** Task material follows **
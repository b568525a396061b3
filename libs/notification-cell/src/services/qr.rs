// libs/notification-cell/src/services/qr.rs
use std::io::Cursor;

use image::{DynamicImage, ImageFormat, Luma};
use qrcode::QrCode;

use crate::error::NotificationError;

/// Turns a text payload into a PNG image.
pub trait ImageEncoder: Send + Sync {
    fn encode_qr(&self, payload: &str, size: u32) -> Result<Vec<u8>, NotificationError>;
}

#[derive(Debug, Default, Clone)]
pub struct QrPngEncoder;

impl ImageEncoder for QrPngEncoder {
    fn encode_qr(&self, payload: &str, size: u32) -> Result<Vec<u8>, NotificationError> {
        let code = QrCode::new(payload.as_bytes())
            .map_err(|e| NotificationError::Payload(format!("QR generation failed: {}", e)))?;

        let rendered = code
            .render::<Luma<u8>>()
            .min_dimensions(size, size)
            .quiet_zone(true)
            .build();

        let mut png = Vec::new();
        DynamicImage::ImageLuma8(rendered)
            .write_to(&mut Cursor::new(&mut png), ImageFormat::Png)
            .map_err(|e| NotificationError::Payload(format!("PNG encoding failed: {}", e)))?;

        Ok(png)
    }
}
pub mod error;
pub mod models;
pub mod services;
pub mod test_utils;

pub use error::*;
pub use models::*;
pub use services::*;
//! SyncEngine implementation
//!
//! The SyncEngine coordinates one sync operation per project: load rules
//! from the central source, plan each requested output format, and apply
//! or verify the combined write plan. Every planned path is checked
//! against a guard spanning the source root and the configured project
//! roots, so even a buggy planner cannot announce a write outside them.

use serde::Serialize;

use crate::config::{Config, ProjectConfig};
use crate::error::Result;
use crate::executor::{self, ExecuteOptions};
use crate::format::OutputFormat;
use crate::intent::WriteIntent;
use crate::loader;
use crate::patterns::compile_globs;
use crate::verify::{self, VerificationResult};
use rules_fs::{NormalizedPath, PathGuard};

/// Options for sync operations.
#[derive(Debug, Clone, Copy, Default)]
pub struct SyncOptions {
    /// Simulate writes without modifying the filesystem.
    pub dry_run: bool,
    /// Emit one log line per planned write.
    pub verbose: bool,
}

/// The full write plan for one project.
#[derive(Debug, Clone)]
pub struct ProjectPlan {
    /// Concatenated intents of every requested format, in format order.
    pub intents: Vec<WriteIntent>,
    /// Positive rule patterns that matched nothing.
    pub unmatched_patterns: Vec<String>,
}

/// Report from syncing one project.
#[derive(Debug, Clone, Serialize)]
pub struct SyncReport {
    /// Paths written (or previewed in dry-run mode), in plan order.
    pub written: Vec<NormalizedPath>,
    /// Positive rule patterns that matched nothing.
    pub unmatched_patterns: Vec<String>,
}

/// Verification outcome for one format of a project.
#[derive(Debug, Clone, Serialize)]
pub struct FormatVerification {
    pub format: String,
    pub result: VerificationResult,
}

/// Engine for synchronizing rule renderings into client projects.
pub struct SyncEngine {
    source_root: NormalizedPath,
    guard: PathGuard,
}

impl SyncEngine {
    /// Create an engine for one configuration.
    ///
    /// Builds the allowed-root guard from the source directory and every
    /// configured project root, in that order. Construction fails if any
    /// configured path is relative.
    pub fn new(config: &Config) -> Result<Self> {
        let mut roots = vec![NormalizedPath::new(&config.source.dir)];
        roots.extend(
            config
                .projects
                .iter()
                .map(|project| NormalizedPath::new(&project.path)),
        );
        let guard = PathGuard::new(&roots)?;
        let source_root = guard.validate(config.source.dir.as_str())?;

        Ok(Self { source_root, guard })
    }

    /// The canonical rule source directory.
    pub fn source_root(&self) -> &NormalizedPath {
        &self.source_root
    }

    /// Derive the write plan for `project` without touching its files.
    ///
    /// Format names resolve before any filesystem access so an unknown
    /// format fails the project up front. Every planned intent is
    /// validated against the engine's root guard.
    pub fn plan_project(&self, project: &ProjectConfig) -> Result<ProjectPlan> {
        let project_root = self.guard.validate(&project.path)?;

        let formats = project
            .formats
            .iter()
            .map(|name| OutputFormat::parse(name))
            .collect::<Result<Vec<_>>>()?;
        let exclude = compile_globs(&project.exclude)?;

        let loaded = loader::load_rules(&self.source_root, &project.rules)?;

        let mut intents = Vec::new();
        for format in &formats {
            intents.extend(format.plan(&project_root, &loaded.rules, &exclude));
        }

        // A planner emitting a path outside the configured roots is a bug,
        // not a user error; abort before anything runs.
        for intent in &intents {
            self.guard.validate(intent.path.as_str())?;
        }

        tracing::debug!(
            project = %project_root,
            intents = intents.len(),
            "planned project writes"
        );

        Ok(ProjectPlan {
            intents,
            unmatched_patterns: loaded.unmatched_patterns,
        })
    }

    /// Plan and apply the writes for `project`.
    pub fn sync_project(
        &self,
        project: &ProjectConfig,
        options: &SyncOptions,
    ) -> Result<SyncReport> {
        let plan = self.plan_project(project)?;
        let report = executor::execute(
            &plan.intents,
            &ExecuteOptions {
                dry_run: options.dry_run,
                verbose: options.verbose,
            },
        )?;

        Ok(SyncReport {
            written: report.written,
            unmatched_patterns: plan.unmatched_patterns,
        })
    }

    /// Re-derive the expected state of `project` and diff it against disk.
    ///
    /// Rules are re-loaded fresh; nothing from a previous plan or sync is
    /// trusted. The executor is never invoked.
    pub fn verify_project(&self, project: &ProjectConfig) -> Result<Vec<FormatVerification>> {
        let project_root = self.guard.validate(&project.path)?;

        let formats = project
            .formats
            .iter()
            .map(|name| OutputFormat::parse(name))
            .collect::<Result<Vec<_>>>()?;
        let exclude = compile_globs(&project.exclude)?;

        let loaded = loader::load_rules(&self.source_root, &project.rules)?;

        let mut results = Vec::with_capacity(formats.len());
        for format in formats {
            let expected = format.plan(&project_root, &loaded.rules, &exclude);
            let result = verify::compare(format, &project_root, &expected)?;
            results.push(FormatVerification {
                format: format.name().to_string(),
                result,
            });
        }

        Ok(results)
    }
}
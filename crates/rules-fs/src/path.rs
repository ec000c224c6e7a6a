//! Normalized path handling for cross-platform compatibility

use std::path::{Path, PathBuf};

/// A path normalized to use forward slashes internally.
///
/// All paths the engine passes around use forward slashes regardless of
/// platform; conversion to the native representation happens only at I/O
/// boundaries.
#[derive(Debug, Clone, PartialEq, Eq, Hash, PartialOrd, Ord)]
pub struct NormalizedPath {
    inner: String,
}

impl NormalizedPath {
    /// Create a new NormalizedPath from any path-like input.
    pub fn new(path: impl AsRef<Path>) -> Self {
        let path_str = path.as_ref().to_string_lossy();
        Self {
            inner: path_str.replace('\\', "/"),
        }
    }

    /// Get the internal normalized string representation.
    pub fn as_str(&self) -> &str {
        &self.inner
    }

    /// Convert to a platform-native PathBuf for I/O operations.
    pub fn to_native(&self) -> PathBuf {
        PathBuf::from(&self.inner)
    }

    /// Join this path with a relative segment.
    pub fn join(&self, segment: &str) -> Self {
        let segment = segment.replace('\\', "/");
        let segment = segment.trim_start_matches('/');
        let joined = if self.inner.ends_with('/') {
            format!("{}{}", self.inner, segment)
        } else {
            format!("{}/{}", self.inner, segment)
        };
        Self { inner: joined }
    }

    /// Get the parent directory.
    pub fn parent(&self) -> Option<Self> {
        let trimmed = self.inner.trim_end_matches('/');
        match trimmed.rfind('/') {
            Some(idx) if idx > 0 => Some(Self {
                inner: trimmed[..idx].to_string(),
            }),
            Some(0) => Some(Self {
                inner: "/".to_string(),
            }),
            _ => None,
        }
    }

    /// Get the file name component.
    pub fn file_name(&self) -> Option<&str> {
        let trimmed = self.inner.trim_end_matches('/');
        trimmed.rsplit('/').next()
    }

    /// Whether this path is absolute.
    ///
    /// Recognizes POSIX absolute paths and Windows drive-prefixed paths
    /// (`C:/...`), since the internal form always uses forward slashes.
    pub fn is_absolute(&self) -> bool {
        if self.inner.starts_with('/') {
            return true;
        }
        let bytes = self.inner.as_bytes();
        bytes.len() >= 2 && bytes[0].is_ascii_alphabetic() && bytes[1] == b':'
    }

    /// Check if this path exists on the filesystem.
    pub fn exists(&self) -> bool {
        self.to_native().exists()
    }

    /// Check if this is a directory.
    pub fn is_dir(&self) -> bool {
        self.to_native().is_dir()
    }

    /// Check if this is a file.
    pub fn is_file(&self) -> bool {
        self.to_native().is_file()
    }
}

impl serde::Serialize for NormalizedPath {
    fn serialize<S: serde::Serializer>(&self, serializer: S) -> Result<S::Ok, S::Error> {
        serializer.serialize_str(&self.inner)
    }
}

impl<'de> serde::Deserialize<'de> for NormalizedPath {
    fn deserialize<D: serde::Deserializer<'de>>(deserializer: D) -> Result<Self, D::Error> {
        let raw = String::deserialize(deserializer)?;
        Ok(Self::new(raw))
    }
}

impl AsRef<Path> for NormalizedPath {
    fn as_ref(&self) -> &Path {
        Path::new(&self.inner)
    }
}

impl std::fmt::Display for NormalizedPath {
    fn fmt(&self, f: &mut std::fmt::Formatter<'_>) -> std::fmt::Result {
        write!(f, "{}", self.inner)
    }
}

impl From<&str> for NormalizedPath {
    fn from(s: &str) -> Self {
        Self::new(s)
    }
}

impl From<String> for NormalizedPath {
    fn from(s: String) -> Self {
        Self::new(s)
    }
}

impl From<PathBuf> for NormalizedPath {
    fn from(p: PathBuf) -> Self {
        Self::new(p)
    }
}

impl From<&Path> for NormalizedPath {
    fn from(p: &Path) -> Self {
        Self::new(p)
    }
}
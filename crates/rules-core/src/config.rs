//! Configuration manifest parsing
//!
//! The manifest (`rules.toml`) names the central rule source directory and
//! the client projects it feeds. Paths are expected to be absolute; the
//! path guard rejects relative roots at engine construction.

use std::fs;

use serde::{Deserialize, Serialize};

use crate::error::{Error, Result};
use rules_fs::NormalizedPath;

/// The central rule source.
#[derive(Debug, Clone, Serialize, Deserialize)]
pub struct SourceSection {
    /// Absolute path of the directory holding the rule Markdown files.
    pub dir: String,
}

/// One client project receiving rendered rules.
#[derive(Debug, Clone, Serialize, Deserialize)]
pub struct ProjectConfig {
    /// Absolute path of the project root.
    pub path: String,

    /// Glob patterns selecting rules, `!`-prefixed for exclusion.
    /// Empty means every Markdown file.
    #[serde(default)]
    pub rules: Vec<String>,

    /// Output format names to render (e.g. "claude", "cursor").
    #[serde(default)]
    pub formats: Vec<String>,

    /// Rule paths to leave out of single-file renderings.
    #[serde(default)]
    pub exclude: Vec<String>,
}

/// Parsed configuration for one sync run.
#[derive(Debug, Clone, Serialize, Deserialize)]
pub struct Config {
    pub source: SourceSection,

    #[serde(default)]
    pub projects: Vec<ProjectConfig>,
}

impl Config {
    /// Parse a configuration from TOML content.
    pub fn parse(content: &str) -> Result<Self> {
        let config: Config = toml::from_str(content)?;
        Ok(config)
    }

    /// Load a configuration file from disk.
    ///
    /// # Errors
    ///
    /// [`Error::ConfigNotFound`] if `path` does not name a file.
    pub fn load(path: &NormalizedPath) -> Result<Self> {
        if !path.is_file() {
            return Err(Error::ConfigNotFound {
                path: path.to_native(),
            });
        }
        let content = fs::read_to_string(path.to_native())?;
        Self::parse(&content)
    }
}
//! Rule Sync CLI
//!
//! The command-line interface for distributing rule documents into client
//! projects and checking them for drift.

mod cli;
mod commands;
mod error;

use clap::Parser;
use colored::Colorize;
use tracing::Level;
use tracing_subscriber::FmtSubscriber;

use cli::{Cli, Commands};
use error::Result;

fn main() {
    if let Err(e) = run() {
        eprintln!("{}: {}", "error".red().bold(), e);
        std::process::exit(1);
    }
}

fn run() -> Result<()> {
    let cli = Cli::parse();

    // Setup tracing if verbose
    if cli.verbose {
        let subscriber = FmtSubscriber::builder()
            .with_max_level(Level::DEBUG)
            .with_target(false)
            .finish();
        tracing::subscriber::set_global_default(subscriber)
            .expect("Failed to set tracing subscriber");
        tracing::debug!("Verbose mode enabled");
    }

    match cli.command {
        Some(Commands::Sync { dry_run }) => {
            commands::run_sync(&cli.config, dry_run, cli.verbose)
        }
        Some(Commands::Check { json }) => commands::run_check(&cli.config, json),
        Some(Commands::List) => commands::run_list(&cli.config),
        None => {
            println!("{} Rule Sync CLI", "rules".green().bold());
            println!();
            println!("Run {} for available commands.", "rules --help".cyan());
            Ok(())
        }
    }
}
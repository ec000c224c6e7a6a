//! Rule synchronization engine
//!
//! This crate turns a central directory of Markdown rule documents into
//! per-tool renderings inside client projects and keeps them provably in
//! sync:
//!
//! - **Pattern splitting**: positive/negative glob separation with a
//!   Markdown-wide default
//! - **Rule loading**: glob resolution against the source directory into a
//!   sorted, deduplicated rule list
//! - **Output planning**: pure per-format adapters producing write intents
//! - **Execution**: guarded, fail-fast application of a write plan
//! - **Verification**: independent re-derivation and drift detection
//!
//! # Architecture
//!
//! ```text
//!             CLI shell
//!                 |
//!             SyncEngine
//!         /      |       \
//!    loader   formats   executor / verify
//!                 |
//!             rules-fs
//! ```

pub mod config;
pub mod error;
pub mod executor;
pub mod format;
pub mod intent;
pub mod loader;
pub mod patterns;
pub mod rule;
pub mod sync;
pub mod verify;

pub use config::{Config, ProjectConfig, SourceSection};
pub use error::{Error, Result, WriteAction};
pub use executor::{ExecuteOptions, ExecutionReport, execute};
pub use format::OutputFormat;
pub use intent::WriteIntent;
pub use loader::{LoadedRules, load_rules};
pub use patterns::{DEFAULT_RULE_GLOB, PatternSet, compile_globs};
pub use rule::Rule;
pub use sync::{FormatVerification, ProjectPlan, SyncEngine, SyncOptions, SyncReport};
pub use verify::{
    IssueKind, VerificationIssue, VerificationResult, content_checksum, normalize_content,
};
** End of Task material **
Taking the entries above, write out exactly each line from the one holding "rule source directory." to the one holding "engine's root guard.", both included, and stop there.

- [Reply]:
    /// The canonical rule source directory.
    pub fn source_root(&self) -> &NormalizedPath {
        &self.source_root
    }

    /// Derive the write plan for `project` without touching its files.
    ///
    /// Format names resolve before any filesystem access so an unknown
    /// format fails the project up front. Every planned intent is
    /// validated against the engine's root guard.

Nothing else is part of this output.